在宅で仕事をしていると、外からの音が想像以上に侵入してくることに気づきます。

マンションの隣で突然始まった水道工事。ノイキャンヘッドホンをつけても低音の振動だけが頭に響いてくる。Webで調べていた途中で宅配業者のチャイムが鳴り、そのまま15分集中を失ったまま午後が終わる。家族がリビングで話している声がドア越しに筒抜けで聞こえて、コードレビューに集中できない。

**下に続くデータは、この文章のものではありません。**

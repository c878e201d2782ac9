// -------------------------------------------------------------------------------------------------
//  Copyright (C) 2015-2025 Nautech Systems Pty Ltd. All rights reserved.
//  https://nautechsystems.io
//
//  Licensed under the GNU Lesser General Public License Version 3.0 (the "License");
//  You may not use this file except in compliance with the License.
//  You may obtain a copy of the License at https://www.gnu.org/licenses/lgpl-3.0.en.html
//
//  Unless required by applicable law or agreed to in writing, software
//  distributed under the License is distributed on an "AS IS" BASIS,
//  WITHOUT WARRANTIES OR CONDITIONS OF ANY KIND, either express or implied.
//  See the License for the specific language governing permissions and
//  limitations under the License.
// -------------------------------------------------------------------------------------------------


//! URL resolution for Binance HTTP endpoints.

use super::{
    consts::{BINANCE_SPOT_HTTP_URL, BINANCE_SPOT_TESTNET_HTTP_URL},
    enums::BinanceEnvironment,
};

/// Returns the spot and margin HTTP base URL for `environment`.
#[must_use]
pub const fn binance_http_base_url(environment: BinanceEnvironment) -> &'static str {
    match environment {
        BinanceEnvironment::Mainnet => BINANCE_SPOT_HTTP_URL,
        BinanceEnvironment::Testnet => BINANCE_SPOT_TESTNET_HTTP_URL,
    }
}
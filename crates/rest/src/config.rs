// -------------------------------------------------------------------------------------------------
//  Copyright (C) 2015-2025 Nautech Systems Pty Ltd. All rights reserved.
//  https://nautechsystems.io
//
//  Licensed under the GNU Lesser General Public License Version 3.0 (the "License");
//  You may not use this file except in compliance with the License.
//  You may obtain a copy of the License at https://www.gnu.org/licenses/lgpl-3.0.en.html
//
//  Unless required by applicable law or agreed to in writing, software
//  distributed under the License is distributed on an "AS IS" BASIS,
//  WITHOUT WARRANTIES OR CONDITIONS OF ANY KIND, either express or implied.
//  See the License for the specific language governing permissions and
//  limitations under the License.
// -------------------------------------------------------------------------------------------------

//! Configuration for a REST client instance.

use kestrel_core::consts::KESTREL_USER_AGENT;
use kestrel_network::{http::DEFAULT_TIMEOUT_SECS, retry::RetryConfig};

/// Transport and retry settings shared by every exchange client.
#[derive(Clone, Debug)]
pub struct RestClientConfig {
    /// Override for the exchange base URL.
    pub base_url: Option<String>,
    /// Default transport timeout in seconds.
    pub timeout_secs: u64,
    /// Maximum number of retries for retryable failures of idempotent requests.
    pub max_retries: u32,
    /// Initial retry delay in milliseconds.
    pub retry_delay_initial_ms: u64,
    /// Maximum retry delay in milliseconds.
    pub retry_delay_max_ms: u64,
    /// The `User-Agent` header value.
    pub user_agent: String,
}

impl Default for RestClientConfig {
    fn default() -> Self {
        Self {
            base_url: None,
            timeout_secs: DEFAULT_TIMEOUT_SECS,
            max_retries: 3,
            retry_delay_initial_ms: 1_000,
            retry_delay_max_ms: 10_000,
            user_agent: KESTREL_USER_AGENT.to_string(),
        }
    }
}

impl RestClientConfig {
    /// Creates a new configuration with default settings.
    #[must_use]
    pub fn new() -> Self {
        Self::default()
    }

    /// Returns the base URL override, or `default` when none is set.
    #[must_use]
    pub fn base_url_or(&self, default: &str) -> String {
        self.base_url
            .clone()
            .unwrap_or_else(|| default.to_string())
    }

    /// Returns the retry configuration derived from these settings.
    ///
    /// Per-attempt timeouts are enforced by the transport, so the retry layer only bounds the total
    /// elapsed time.
    #[must_use]
    pub fn retry_config(&self) -> RetryConfig {
        RetryConfig {
            max_retries: self.max_retries,
            initial_delay_ms: self.retry_delay_initial_ms,
            max_delay_ms: self.retry_delay_max_ms.max(self.retry_delay_initial_ms),
            backoff_factor: 2.0,
            jitter_ms: 1_000.min(self.retry_delay_initial_ms),
            operation_timeout_ms: None,
            max_elapsed_ms: Some(180_000),
        }
    }
}

#[cfg(test)]
mod tests {
    use rstest::rstest;

    use super::*;

    #[rstest]
    fn test_defaults() {
        let config = RestClientConfig::default();
        assert_eq!(config.timeout_secs, DEFAULT_TIMEOUT_SECS);
        assert_eq!(config.max_retries, 3);
        assert!(config.user_agent.starts_with("Kestrel/"));
        assert_eq!(config.base_url_or("https://api.bybit.com"), "https://api.bybit.com");
    }

    #[rstest]
    fn test_base_url_override() {
        let config = RestClientConfig {
            base_url: Some("http://127.0.0.1:8080".to_string()),
            ..RestClientConfig::default()
        };
        assert_eq!(config.base_url_or("https://api.bybit.com"), "http://127.0.0.1:8080");
    }

    #[rstest]
    fn test_retry_config_is_valid() {
        let config = RestClientConfig {
            retry_delay_initial_ms: 5_000,
            retry_delay_max_ms: 100,
            ..RestClientConfig::default()
        };
        let retry = config.retry_config();
        assert!(retry.max_delay_ms >= retry.initial_delay_ms);
        assert_eq!(retry.operation_timeout_ms, None);
    }
}
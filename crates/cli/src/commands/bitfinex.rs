// -------------------------------------------------------------------------------------------------
//  Copyright (C) 2015-2025 Nautech Systems Pty Ltd. All rights reserved.
//  https://nautechsystems.io
//
//  Licensed under the GNU Lesser General Public License Version 3.0 (the "License");
//  You may not use this file except in compliance with the License.
//  You may obtain a copy of the License at https://www.gnu.org/licenses/lgpl-3.0.en.html
//
//  Unless required by applicable law or agreed to in writing, software
//  distributed under the License is distributed on an "AS IS" BASIS,
//  WITHOUT WARRANTIES OR CONDITIONS OF ANY KIND, either express or implied.
//  See the License for the specific language governing permissions and
//  limitations under the License.
// -------------------------------------------------------------------------------------------------


use kestrel_bitfinex::{config::BitfinexHttpConfig, http::client::BitfinexHttpClient};
use kestrel_rest::Params;
use serde_json::Value;

use super::Context;
use crate::{
    display::{BalanceRow, TickerRow, render_array_rows, render_table},
    opt::{BitfinexCommand, BitfinexOpt},
};

const BOOK_COLUMNS: &[(usize, &str)] = &[(0, "price"), (1, "count"), (2, "amount")];

const TRADE_COLUMNS: &[(usize, &str)] = &[
    (0, "id"),
    (1, "pair"),
    (2, "mts"),
    (3, "order id"),
    (4, "amount"),
    (5, "price"),
    (9, "fee"),
    (10, "fee currency"),
];

/// Runs a Bitfinex command and returns its rendered output.
pub async fn run(ctx: &Context, opt: BitfinexOpt) -> anyhow::Result<String> {
    // One override points both hosts at the same place.
    let config = BitfinexHttpConfig {
        public_base_url: ctx.rest.base_url.clone(),
        private_base_url: ctx.rest.base_url.clone(),
        rest: ctx.rest.clone(),
        ..BitfinexHttpConfig::default()
    };
    let client = BitfinexHttpClient::new(&config)?;

    match opt.command {
        BitfinexCommand::Ticker { symbol } => {
            let ticker = client.http_get_trading_ticker(&symbol).await?;
            ctx.render(&ticker, |t| {
                render_table([TickerRow {
                    symbol: symbol.clone(),
                    last_price: t.last_price.to_string(),
                    bid: t.bid.to_string(),
                    ask: t.ask.to_string(),
                }])
            })
        }
        BitfinexCommand::Book {
            symbol,
            precision,
            len,
        } => {
            let params = Params::new().with_opt("len", len);
            let book = as_rows(client.http_get_book(&symbol, precision, &params).await?);
            ctx.render(&book, |rows| render_array_rows(rows, BOOK_COLUMNS))
        }
        BitfinexCommand::Wallets => {
            let wallets = client.http_get_wallets().await?;
            ctx.render(&wallets, |wallets| {
                render_table(wallets.iter().map(|w| BalanceRow {
                    asset: format!("{} ({})", w.currency, w.wallet_type),
                    free: super::opt_f64(w.available_balance),
                    total: w.balance.to_string(),
                }))
            })
        }
        BitfinexCommand::Trades { symbol, limit, all } => {
            let params = Params::new().with_opt("limit", limit);
            let trades = if all {
                client
                    .http_get_trades_history_all(symbol.as_deref(), &params, ctx.max_pages)
                    .await?
            } else {
                as_rows(
                    client
                        .http_get_trades_history(symbol.as_deref(), &params)
                        .await?,
                )
            };
            tracing::debug!(count = trades.len(), "Fetched trades");
            ctx.render(&trades, |rows| render_array_rows(rows, TRADE_COLUMNS))
        }
    }
}

/// Bitfinex list endpoints return a bare array; anything else yields no rows.
fn as_rows(value: Value) -> Vec<Value> {
    match value {
        Value::Array(rows) => rows,
        _ => Vec::new(),
    }
}

////////////////////////////////////////////////////////////////////////////////
// Tests
////////////////////////////////////////////////////////////////////////////////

そういう「音の問題」を、なんとなくやり過ごしてきた方も多いのではないでしょうか。かつての自分もそうでした。「どうせ消えるだろう」と思って我慢しながら作業しているうちに、いつの間にか夕方になっている。集中できた時間は午前中の2時間だけ。

ノイキャンヘッドホンは持っている。でも長時間つけていると耳が痛い。音楽をかけると今度は音楽に注意が向く。結局「聴覚から完全に切り離す」ことがどれほど難しいかを実感しています。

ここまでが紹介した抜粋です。